Some gleanings from The Inclusive New Testament:

Start with the Lord's Prayer -- er, make that the "Teacher's" Prayer. Since God can no longer be addressed as "Father" and his -- er, make that God's -- "kingdom" cannot come, we get: "Abba God in heaven, hallowed be your name! May your reign come."

"Abba" is simply Aramaic for "father," so the change seems pointless. But it's preferable to a proposed NCC option, "O God, Father and Mother," which sounded like two gods. "Reign" is awkward for oral readings because it hits the ear like a prayer for "rain." Elsewhere, the translation invents "kindom" minus "g" to replace the supposedly sexist "kingdom."

Euphemistic replacements for "Lord," designed to be "free of oppressive connotations," include "Our God," "Most High," "Almighty" and "Sovereign."

Shunning "Son of Man," these Catholics came up with "Chosen One" or "Promised One." That's preferable to the NCC's "the Human One," which sounded like an utterance by the Coneheads space aliens from "Saturday Night Live."

Or take Babylon, "the mother of harlots." Please. The famous symbol of the evil Roman Empire in Revelation 17:5 is deemed "genderist" and full of "misogyny" because "male prostitution is as old as female prostitution." The squeamish substitute: "Source of All Idolatry."

The revisers add words that are not in the Hebrew and Greek texts, inserting women's names when genealogies name only men, for instance.

On pronouns, the revisionists de-emphasize "his" or "him" in passages that describe Jesus Christ's earthly ministry, and bar them altogether following the resurrection.

Besides women, the inclusive Catholics are worried about "marginalized" minority groups, such as gays and lesbians. They shun "slave" and change "Jews" to "Temple authorities." "The poor" become "poorer people" or "people in need."

This Bible uses "partner" in place of traditional marriage terminology "to acknowledge and value nontraditional relationships." In the list of sinners in 1 Corinthians 6:9-10, instead of the usual "homosexuals" it restricts the denunciation to "hustlers" and "pederasts." In 1 Timothy 1:10, criticism of "sodomites" is rewritten to target only "men and women who traffic in human flesh."

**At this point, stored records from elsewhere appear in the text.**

//! # chat-gateway
//!
//! WebSocket gateway client: wire protocol, zlib-stream codec, the per-shard
//! session state machine and the shard registry.

pub mod codec;
pub mod connection;
pub mod error;
pub mod events;
pub mod handlers;
pub mod protocol;
pub mod shard;
pub mod url;

pub use codec::Inflater;
pub use connection::{GatewaySession, SessionState};
pub use error::{CodecError, GatewayError, GatewayResult};
pub use handlers::{Dispatcher, Followup};
pub use protocol::{ActivityType, GatewayIntents, OpCode, PresenceUpdatePayload, Status};
pub use shard::ShardRegistry;
pub use url::GatewayUrl;
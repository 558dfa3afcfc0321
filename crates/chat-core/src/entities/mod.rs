//! Domain entities - cached records built from gateway and REST payloads

mod channel;
mod guild;
mod key;
mod member;
mod message;
mod reaction;
mod role;
mod user;

pub use channel::{Channel, ChannelType};
pub use guild::Guild;
pub use key::{Entity, EntityKey, EntityKind};
pub use member::GuildMember;
pub use message::Message;
pub use reaction::ReactionCount;
pub use role::Role;
pub use user::User;
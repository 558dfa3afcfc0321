//! Configuration structs

mod client_config;

pub use client_config::{ClientConfig, ConfigError};
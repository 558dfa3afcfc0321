//! Dispatch handlers
//!
//! Routes op 0 dispatches by event name to the handler for that event. Each
//! handler mutates the entity store and publishes domain events; effects on
//! the session itself are returned as [`Followup`]s.

mod channel;
mod guild;
mod member;
mod message;
mod role;

use chat_core::{DomainError, Entity, EntityKey, EntityStore, Event, EventSink, Refresh, Snowflake, StoreExt, User};
use parking_lot::Mutex;
use serde_json::Value;
use std::sync::Arc;

use crate::events::{GatewayEventType, ReadyEvent};

/// Handler result type
pub type HandlerResult<T> = Result<T, DomainError>;

/// Session-level effect of a dispatch
#[derive(Debug, Clone, PartialEq, Eq)]
pub enum Followup {
    /// READY: a new session was established
    Ready { session_id: String },
    /// RESUMED: the previous session was replayed
    Resumed,
    /// The guild now belongs to this shard
    GuildAvailable(Snowflake),
    /// The guild left this shard
    GuildRemoved(Snowflake),
    /// Ask the gateway for the full member list of a large guild
    RequestMembers(Snowflake),
}

/// Dispatch table for one shard
pub struct Dispatcher {
    shard_id: u32,
    store: Arc<dyn EntityStore>,
    sink: Arc<dyn EventSink>,
    /// Current user, learned from READY
    me: Mutex<Option<Snowflake>>,
}

impl Dispatcher {
    pub fn new(shard_id: u32, store: Arc<dyn EntityStore>, sink: Arc<dyn EventSink>) -> Self {
        Self {
            shard_id,
            store,
            sink,
            me: Mutex::new(None),
        }
    }

    pub fn store(&self) -> &Arc<dyn EntityStore> {
        &self.store
    }

    pub fn sink(&self) -> &Arc<dyn EventSink> {
        &self.sink
    }

    /// Id of the connected user, once READY has been seen
    pub fn current_user(&self) -> Option<Snowflake> {
        *self.me.lock()
    }

    /// Handle one dispatch
    ///
    /// Unknown event names are logged and ignored.
    pub fn dispatch(&self, name: &str, data: &Value) -> HandlerResult<Vec<Followup>> {
        let Some(event) = GatewayEventType::from_str(name) else {
            tracing::warn!(shard_id = self.shard_id, event = %name, "Unknown dispatch event");
            return Ok(Vec::new());
        };

        if event.is_ignored() {
            tracing::trace!(shard_id = self.shard_id, event = %event, "Ignoring dispatch");
            return Ok(Vec::new());
        }

        tracing::debug!(shard_id = self.shard_id, event = %event, "Dispatch");

        match event {
            GatewayEventType::Ready => self.ready(data),
            GatewayEventType::Resumed => Ok(vec![Followup::Resumed]),

            GatewayEventType::ChannelCreate => self.channel_create(data).map(none),
            GatewayEventType::ChannelUpdate => self.channel_update(data).map(none),
            GatewayEventType::ChannelDelete => self.channel_delete(data).map(none),

            GatewayEventType::GuildCreate => self.guild_create(data),
            GatewayEventType::GuildUpdate => self.guild_update(data).map(none),
            GatewayEventType::GuildDelete => self.guild_delete(data),
            GatewayEventType::GuildEmojisUpdate => self.guild_emojis_update(data).map(none),

            GatewayEventType::GuildMemberAdd => self.member_add(data).map(none),
            GatewayEventType::GuildMemberUpdate => self.member_update(data).map(none),
            GatewayEventType::GuildMemberRemove => self.member_remove(data).map(none),
            GatewayEventType::GuildMembersChunk => self.members_chunk(data).map(none),

            GatewayEventType::GuildRoleCreate => self.role_create(data).map(none),
            GatewayEventType::GuildRoleUpdate => self.role_update(data).map(none),
            GatewayEventType::GuildRoleDelete => self.role_delete(data).map(none),

            GatewayEventType::MessageCreate => self.message_create(data).map(none),
            GatewayEventType::MessageUpdate => self.message_update(data).map(none),
            GatewayEventType::MessageDelete => self.message_delete(data).map(none),
            GatewayEventType::MessageDeleteBulk => self.message_delete_bulk(data).map(none),

            GatewayEventType::MessageReactionAdd => self.reaction_add(data).map(none),
            GatewayEventType::MessageReactionRemove => self.reaction_remove(data).map(none),
            GatewayEventType::MessageReactionRemoveAll => self.reaction_remove_all(data).map(none),

            GatewayEventType::ChannelPinsUpdate
            | GatewayEventType::GuildBanAdd
            | GatewayEventType::GuildBanRemove
            | GatewayEventType::PresenceUpdate
            | GatewayEventType::TypingStart
            | GatewayEventType::UserUpdate
            | GatewayEventType::VoiceStateUpdate
            | GatewayEventType::WebhooksUpdate => Ok(Vec::new()),
        }
    }

    fn ready(&self, data: &Value) -> HandlerResult<Vec<Followup>> {
        let ready: ReadyEvent = serde_json::from_value(data.clone())?;
        if let Some(user) = ready.user.as_ref() {
            let user = User::from_json(user)?;
            *self.me.lock() = Some(user.id);
            self.store.put(user.into());
        }
        Ok(vec![Followup::Ready {
            session_id: ready.session_id,
        }])
    }

    // =========================================================================
    // Helpers shared by the handlers
    // =========================================================================

    fn publish(&self, event: Event) {
        tracing::trace!(shard_id = self.shard_id, event = event.event_type(), "Publishing event");
        self.sink.publish(event);
    }

    fn guild_known(&self, guild_id: Snowflake) -> bool {
        self.store.get(&EntityKey::Guild(guild_id)).is_some()
    }

    /// Cache the user object nested in a member or message payload
    fn put_user(&self, data: &Value) -> HandlerResult<()> {
        let user = User::from_json(data)?;
        match self.store.user(user.id) {
            Some(mut cached) => {
                self.apply_refresh(EntityKey::User(user.id), &mut cached, data);
            }
            None => self.store.put(user.into()),
        }
        Ok(())
    }

    /// Diff a cached record against `data`, publishing one event per changed field
    ///
    /// Returns false when the record is not cached.
    fn refresh<T>(&self, key: EntityKey, data: &Value) -> bool
    where
        T: Refresh + Into<Entity> + TryFrom<Entity> + Clone,
    {
        let Some(mut record) = self.store.get(&key).and_then(|e| T::try_from(e).ok()) else {
            tracing::debug!(shard_id = self.shard_id, target = %key, "Update for uncached record");
            return false;
        };
        self.apply_refresh(key, &mut record, data);
        true
    }

    fn apply_refresh<T>(&self, key: EntityKey, record: &mut T, data: &Value)
    where
        T: Refresh + Into<Entity> + Clone,
    {
        let changes = record.refresh(data);
        if changes.is_empty() {
            return;
        }
        self.store.put(record.clone().into());
        for change in changes {
            self.publish(Event::FieldChanged {
                target: key,
                field: change.field,
                old: change.old,
                new: change.new,
            });
        }
    }
}

fn none(_: ()) -> Vec<Followup> {
    Vec::new()
}

/// Required snowflake field
fn id(data: &Value, field: &'static str) -> HandlerResult<Snowflake> {
    data.get(field)
        .and_then(Snowflake::from_json)
        .ok_or(DomainError::MissingField(field))
}

/// Array field, empty when absent
fn array<'a>(data: &'a Value, field: &str) -> &'a [Value] {
    data.get(field)
        .and_then(Value::as_array)
        .map_or(&[], Vec::as_slice)
}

Overall, the theology underlying this effort runs as follows: "The Bible is not itself the Word of God, for that would be idolatry. Rather, the Bible contains the Word of God -- or better yet, the Bible is the unique document of human beings' encounters with the Living God."

Turning briefly to the Old Testament, we read of the creation of "an earth creature." Whatever this being was, it certainly couldn't be called a "man," much less a particular fellow named Adam. But when "the woman" appears on the scene, she joins "the man," and eventually they are called Adam and Eve.

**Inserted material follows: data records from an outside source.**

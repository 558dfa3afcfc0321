//! Value objects - immutable types that represent domain concepts

mod emoji;
mod snowflake;

pub use emoji::Emoji;
pub use snowflake::{Snowflake, SnowflakeParseError};
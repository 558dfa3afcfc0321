//! Reaction counts attached to a cached message

use serde::{Deserialize, Serialize};

use crate::value_objects::Emoji;

/// Aggregated reaction count for one emoji on a message
#[derive(Debug, Clone, PartialEq, Eq, Serialize, Deserialize)]
pub struct ReactionCount {
    pub emoji: Emoji,
    #[serde(default)]
    pub count: u32,
    /// Whether the current user reacted with this emoji
    #[serde(default)]
    pub me: bool,
}

impl ReactionCount {
    /// Create a new ReactionCount
    #[must_use]
    pub fn new(emoji: Emoji, count: u32, me: bool) -> Self {
        Self { emoji, count, me }
    }
}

The four-volume set costs $160 in hardcover, $120 in paperback, so The Inclusive Bible isn't likely to be a sales smash.


----------



## lwadkins (Feb 14, 2005)

Arrgh, PC strikes again. Certianly proves the doctrines of sin, we can't even submit to God! I suppose we can all just write our own bibles and give our own translation not informed by everyone who came before who didn't understand. After all its likely that I am the only one who ever comprehended the nuances of correctly translating the texts.


----------



## blhowes (Feb 14, 2005)

I assume that they changed the names of many of the books in the NT as well, so as not to offend...Please turn in your Bibles to Book 4:3:16. 

Are we still the 'bride of Christ'?

Acts 19:19 sure seems appropriate.


----------